Plant pathology (also phytopathology) is the scientific study of diseases in plants caused by pathogens (infectious organisms) and environmental conditions (physiological factors).[1] Organisms that cause infectious disease include fungi, oomycetes, bacteria, viruses, viroids, virus-like organisms, phytoplasmas, protozoa, nematodes and parasitic plants. Not included are ectoparasites like insects, mites, vertebrate, or other pests that affect plant health by consumption of plant tissues. Plant pathology also involves the study of pathogen identification, disease etiology, disease cycles, economic impact, plant disease epidemiology, plant disease resistance, how plant diseases affect humans and animals, pathosystem genetics, and management of plant diseases.

Overview

Control of plant diseases is crucial to the reliable production of food, and it provides significant reductions in agricultural use of land, water, fuel and other inputs. Plants in both natural and cultivated populations carry inherent disease resistance, but there are numerous examples of devastating plant disease impacts such as Irish potato famine and chestnut blight, as well as recurrent severe plant diseases like rice blast, soybean cyst nematode, and citrus canker. However, disease control is reasonably successful for most crops. Disease control is achieved by use of plants that have been bred for good resistance to many diseases, and by plant cultivation approaches such as crop rotation, use of pathogen-free seed, appropriate planting date and plant density, control of field moisture, and pesticide use. Across large regions and many crop species, it is estimated that diseases typically reduce plant yields by 10% every year in more developed settings, but yield loss to diseases often exceeds 20% in less developed settings.

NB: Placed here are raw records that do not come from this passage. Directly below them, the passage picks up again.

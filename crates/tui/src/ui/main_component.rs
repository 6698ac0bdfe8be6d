use civiclab_types::{Effect, Modal, Msg, Severity};
use crossterm::event::{KeyCode, KeyEvent, MouseButton, MouseEvent, MouseEventKind};
use ratatui::{
    prelude::*,
    widgets::{Block, Clear, Paragraph, Wrap},
};

use super::components::Component;
use super::components::common::ConfirmationModal;
use super::components::contact::{ContactButtonComponent, ContactModalComponent};
use super::components::file_upload::FileUploadComponent;
use super::components::selector::SelectorComponent;
use super::theme::theme_helpers as th;
use super::utils::centered_min_max;
use crate::app::App;

pub struct ModalLayout(Box<dyn Fn(Rect) -> Rect>);

impl std::fmt::Debug for ModalLayout {
    fn fmt(&self, f: &mut std::fmt::Formatter<'_>) -> std::fmt::Result {
        f.write_str("ModalLayout")
    }
}

type ModalView = (Box<dyn Component>, ModalLayout);

const SELECTOR_GAP: u16 = 2;

/// Root component: lays out the filter bar, the project panel and the file
/// list, routes input to whichever part has focus, and hosts modals.
pub struct MainView {
    selector_views: Vec<SelectorComponent>,
    contact_view: ContactButtonComponent,
    file_view: FileUploadComponent,
    /// Currently open modal component
    pub modal_view: Option<ModalView>,
    /// the widget_id of the focus just before a modal is opened
    transient_focus_id: Option<usize>,
}

impl MainView {
    pub fn new(app: &App) -> Self {
        Self {
            selector_views: (0..app.selectors.len()).map(SelectorComponent::new).collect(),
            contact_view: ContactButtonComponent::default(),
            file_view: FileUploadComponent::default(),
            modal_view: None,
            transient_focus_id: None,
        }
    }

    /// Update the open modal kind (use None to clear).
    /// Not meant to be called directly; return `Effect::ShowModal`/`Effect::CloseModal` instead.
    pub fn set_open_modal_kind(&mut self, app: &mut App, modal: Option<Modal>) {
        if let Some(modal_kind) = modal.as_ref() {
            let modal_view: ModalView = match modal_kind {
                Modal::Confirmation => (
                    Box::new(ConfirmationModal::default()),
                    ModalLayout(Box::new(|rect| {
                        centered_min_max(45, 35, Rect::new(0, 0, 50, 10), Rect::new(0, 0, 80, 12), rect)
                    })),
                ),
                Modal::ContactProject => {
                    app.contact_modal.open();
                    (
                        Box::new(ContactModalComponent::default()),
                        ModalLayout(Box::new(|rect| {
                            centered_min_max(60, 60, Rect::new(0, 0, 50, 14), Rect::new(0, 0, 100, 24), rect)
                        })),
                    )
                }
            };
            app.close_selectors_except(None);
            self.modal_view = Some(modal_view);
            // save the current focus to restore when the modal is closed
            if app.open_modal_kind.is_none() {
                self.transient_focus_id = app.focus.focused().map(|focus| focus.widget_id());
            }
        } else {
            self.modal_view = None;
        }
        app.open_modal_kind = modal;
    }

    pub fn restore_focus(&mut self, app: &mut App) {
        if let Some(id) = self.transient_focus_id
            && app.open_modal_kind.is_none()
        {
            app.focus.by_widget_id(id);
            self.transient_focus_id = None;
        } else {
            app.focus.first();
        }
    }

    fn focused_selector(&self, app: &App) -> Option<usize> {
        app.selectors.iter().position(|selector| selector.focus.get())
    }

    fn render_filter_bar(&mut self, frame: &mut Frame, area: Rect, app: &mut App) {
        let mut x = area.x;
        for view in &mut self.selector_views {
            let Some(state) = app.selectors.get(view.index()) else {
                continue;
            };
            let width = state.title().chars().count() as u16 + 4;
            let header = Rect::new(x, area.y, width, 1).intersection(area);
            view.render(frame, header, app);
            x = x.saturating_add(width + SELECTOR_GAP);
        }
    }

    fn render_active_filters(&self, frame: &mut Frame, area: Rect, app: &App) {
        let theme = &*app.ctx.theme;
        let tags = app.active_filter_tags();
        let line = if tags.is_empty() {
            Line::from(Span::styled("No filters selected", theme.text_muted_style()))
        } else {
            let mut spans = vec![Span::styled("Filters: ", theme.text_secondary_style())];
            for tag in tags {
                spans.push(Span::styled(format!(" {} ", tag.display_name), th::badge_style(theme)));
                spans.push(Span::raw(" "));
            }
            Line::from(spans)
        };
        frame.render_widget(Paragraph::new(line), area);
    }

    fn render_project_panel(&mut self, frame: &mut Frame, area: Rect, app: &mut App) {
        let focused = app.contact_button.focus.get();
        let outer = th::block(&*app.ctx.theme, Some("Project"), focused);
        let inner = outer.inner(area);
        frame.render_widget(outer, area);

        let [details_rect, button_rect] = Layout::vertical([Constraint::Min(1), Constraint::Length(5)]).areas(inner);
        let theme = &*app.ctx.theme;
        let session = &app.ctx.session;
        let mut lines = match &app.project {
            Some(project) => vec![
                Line::from(Span::styled(project.project_name.clone(), theme.accent_bold_style())),
                Line::from(Span::styled(format!("Project #{}", project.project_id), theme.text_secondary_style())),
                Line::from(if project.project_claimed {
                    Span::styled("Claimed by its owner", theme.status_style(Severity::Success))
                } else {
                    Span::styled("Not claimed yet", theme.status_style(Severity::Warning))
                }),
            ],
            None => vec![Line::from(Span::styled("No project selected", theme.text_muted_style()))],
        };
        lines.push(Line::default());
        lines.push(Line::from(Span::styled(
            match (session.is_logged_in(), session.user_id(), session.is_email_verified()) {
                (false, ..) => "Not signed in".to_string(),
                (true, Some(id), true) => format!("Signed in as user {id}"),
                (true, Some(id), false) => format!("Signed in as user {id} (email not verified)"),
                (true, None, _) => "Signed in".to_string(),
            },
            theme.text_muted_style(),
        )));
        frame.render_widget(Paragraph::new(lines).wrap(Wrap { trim: true }), details_rect);

        self.contact_view.render(frame, button_rect, app);
    }

    fn render_status(&self, frame: &mut Frame, area: Rect, app: &App) {
        let theme = &*app.ctx.theme;
        if let Some((severity, message)) = &app.status {
            frame.render_widget(
                Paragraph::new(Span::styled(message.as_str(), th::severity_style(theme, *severity))),
                area,
            );
        }
    }

    /// Route a left click to an open selector flyout, or close flyouts the click missed.
    fn route_selector_click(&mut self, app: &mut App, mouse: MouseEvent) -> Option<Vec<Effect>> {
        let position = Position::new(mouse.column, mouse.row);
        let hit = app.selectors.iter().position(|selector| selector.hit_test(position).is_some());
        match hit {
            Some(index) => {
                let effects = self.selector_views[index].handle_mouse_events(app, mouse);
                app.close_selectors_except(Some(index));
                Some(effects)
            }
            None => {
                app.close_selectors_except(None);
                None
            }
        }
    }
}

impl Component for MainView {
    fn handle_message(&mut self, app: &mut App, msg: Msg) -> Vec<Effect> {
        app.update(&msg)
    }

    fn handle_key_events(&mut self, app: &mut App, key: KeyEvent) -> Vec<Effect> {
        if let Some(target) = self.modal_view.as_mut() {
            return target.0.handle_key_events(app, key);
        }

        match key.code {
            KeyCode::Tab => {
                app.close_selectors_except(None);
                app.focus.next();
                return Vec::new();
            }
            KeyCode::BackTab => {
                app.close_selectors_except(None);
                app.focus.prev();
                return Vec::new();
            }
            _ => {}
        }

        if let Some(index) = self.focused_selector(app) {
            let effects = self.selector_views[index].handle_key_events(app, key);
            if app.selectors[index].is_open() {
                app.close_selectors_except(Some(index));
            }
            return effects;
        }

        if app.contact_button.focus.get() {
            return self.contact_view.handle_key_events(app, key);
        }

        if app.file_list.f_upload.get() || app.file_list.f_list.get() {
            return self.file_view.handle_key_events(app, key);
        }

        Vec::new()
    }

    fn handle_mouse_events(&mut self, app: &mut App, mouse: MouseEvent) -> Vec<Effect> {
        if let Some(target) = self.modal_view.as_mut() {
            return target.0.handle_mouse_events(app, mouse);
        }
        if mouse.kind != MouseEventKind::Down(MouseButton::Left) {
            return Vec::new();
        }
        if let Some(effects) = self.route_selector_click(app, mouse) {
            return effects;
        }

        let mut effects = self.contact_view.handle_mouse_events(app, mouse);
        effects.extend(self.file_view.handle_mouse_events(app, mouse));
        effects
    }

    fn render(&mut self, frame: &mut Frame, area: Rect, app: &mut App) {
        // Fill the entire background with the theme's background color for consistency
        let bg_fill = Paragraph::new("").style(Style::default().bg(app.ctx.theme.roles().background));
        frame.render_widget(bg_fill, area);

        let layout = self.get_preferred_layout(app, area);
        let [title, filter_bar, active_filters, project, files, status, hints, ..] = layout[..] else {
            return;
        };

        frame.render_widget(
            Paragraph::new(Line::from(vec![
                Span::styled("civiclab", app.ctx.theme.accent_bold_style()),
                Span::styled("  find a project, get in touch", app.ctx.theme.text_muted_style()),
            ])),
            title,
        );
        self.render_filter_bar(frame, filter_bar, app);
        self.render_active_filters(frame, active_filters, app);
        self.render_project_panel(frame, project, app);
        self.file_view.render(frame, files, app);
        self.render_status(frame, status, app);

        let hint_spans: Vec<Span> = self.get_hint_spans(app);
        frame.render_widget(Paragraph::new(Line::from(hint_spans)).style(app.ctx.theme.text_muted_style()), hints);

        // Flyouts float over everything but modals.
        let flyout_bounds = Rect {
            height: hints.y.saturating_sub(area.y),
            ..area
        };
        for view in &mut self.selector_views {
            view.render_flyout(frame, flyout_bounds, app);
        }

        if let Some((modal, position)) = self.modal_view.as_mut() {
            render_overlay(frame, app);
            let modal_area = position.0(area);
            frame.render_widget(Clear, modal_area);

            let modal_hints = modal.get_hint_spans(app);
            if !modal_hints.is_empty() {
                let splits = Layout::vertical([
                    Constraint::Percentage(100), // Modal
                    Constraint::Length(1),       // Modal hints bar
                ])
                .split(modal_area);
                let hints_widget = Paragraph::new(Line::from(modal_hints))
                    .style(app.ctx.theme.text_muted_style())
                    .bg(app.ctx.theme.roles().background);
                frame.render_widget(hints_widget, splits[1]);
                modal.render(frame, splits[0], app);
            } else {
                modal.render(frame, modal_area, app);
            }
        }
    }

    fn get_hint_spans(&self, app: &App) -> Vec<Span<'_>> {
        let mut hint_spans: Vec<Span> = vec![Span::styled("Hints: ", app.ctx.theme.text_muted_style())];

        if let Some(index) = self.focused_selector(app) {
            hint_spans.extend(self.selector_views[index].get_hint_spans(app));
        } else if app.contact_button.focus.get() {
            hint_spans.extend(self.contact_view.get_hint_spans(app));
        } else if app.file_list.f_upload.get() || app.file_list.f_list.get() {
            hint_spans.extend(self.file_view.get_hint_spans(app));
        }

        hint_spans.extend(th::build_hint_spans(
            &*app.ctx.theme,
            &[(" Tab/Shift+Tab", " Focus "), ("Ctrl+C", " Quit ")],
        ));
        hint_spans
    }

    fn get_preferred_layout(&self, _app: &App, area: Rect) -> Vec<Rect> {
        let rows = Layout::vertical([
            Constraint::Length(1), // Title
            Constraint::Length(1), // Filter bar
            Constraint::Length(1), // Active filters
            Constraint::Min(8),    // Body
            Constraint::Length(1), // Status
            Constraint::Length(1), // Hints
        ])
        .split(area);
        let body = Layout::horizontal([Constraint::Percentage(40), Constraint::Percentage(60)]).split(rows[3]);

        vec![
            rows[0], // Title
            rows[1], // Filter bar
            rows[2], // Active filters
            body[0], // Project + contact button
            body[1], // Files
            rows[4], // Status
            rows[5], // Hints
        ]
    }
}

/// Dims everything behind an open modal.
fn render_overlay(frame: &mut Frame, app: &App) {
    frame.render_widget(Block::default().style(app.ctx.theme.overlay_style()).dim(), frame.area());
}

Continuing advances in the science of plant pathology are needed to improve disease control, and to keep up with changes in disease pressure caused by the ongoing evolution and movement of plant pathogens and by changes in agricultural practices. Plant diseases cause major economic losses for farmers worldwide. The Food and Agriculture Organization estimates indeed that pests and diseases are responsible for about 25% of crop loss. To solve this issue, new methods are needed to detect diseases and pests early, such as novel sensors that detect plant odours and spectroscopy and biophotonics that are able to diagnose plant health and metabolism.[2]

Plant pathogens

Powdery mildew, a biotrophic fungus

Fungi

Most phytopathogenic fungi belong to the Ascomycetes and the Basidiomycetes. The fungi reproduce both sexually and asexually via the production of spores and other structures. Spores may be spread long distances by air or water, or they may be soilborne. Many soil inhabiting fungi are capable of living saprotrophically, carrying out the part of their life cycle in the soil. These are facultative saprotrophs. Fungal diseases may be controlled through the use of fungicides and other agriculture practices. However, new races of fungi often evolve that are resistant to various fungicides. Biotrophic fungal pathogens colonize living plant tissue and obtain nutrients from living host cells. Necrotrophic fungal pathogens infect and kill host tissue and extract nutrients from the dead host cells. Significant fungal plant pathogens include:[citation needed]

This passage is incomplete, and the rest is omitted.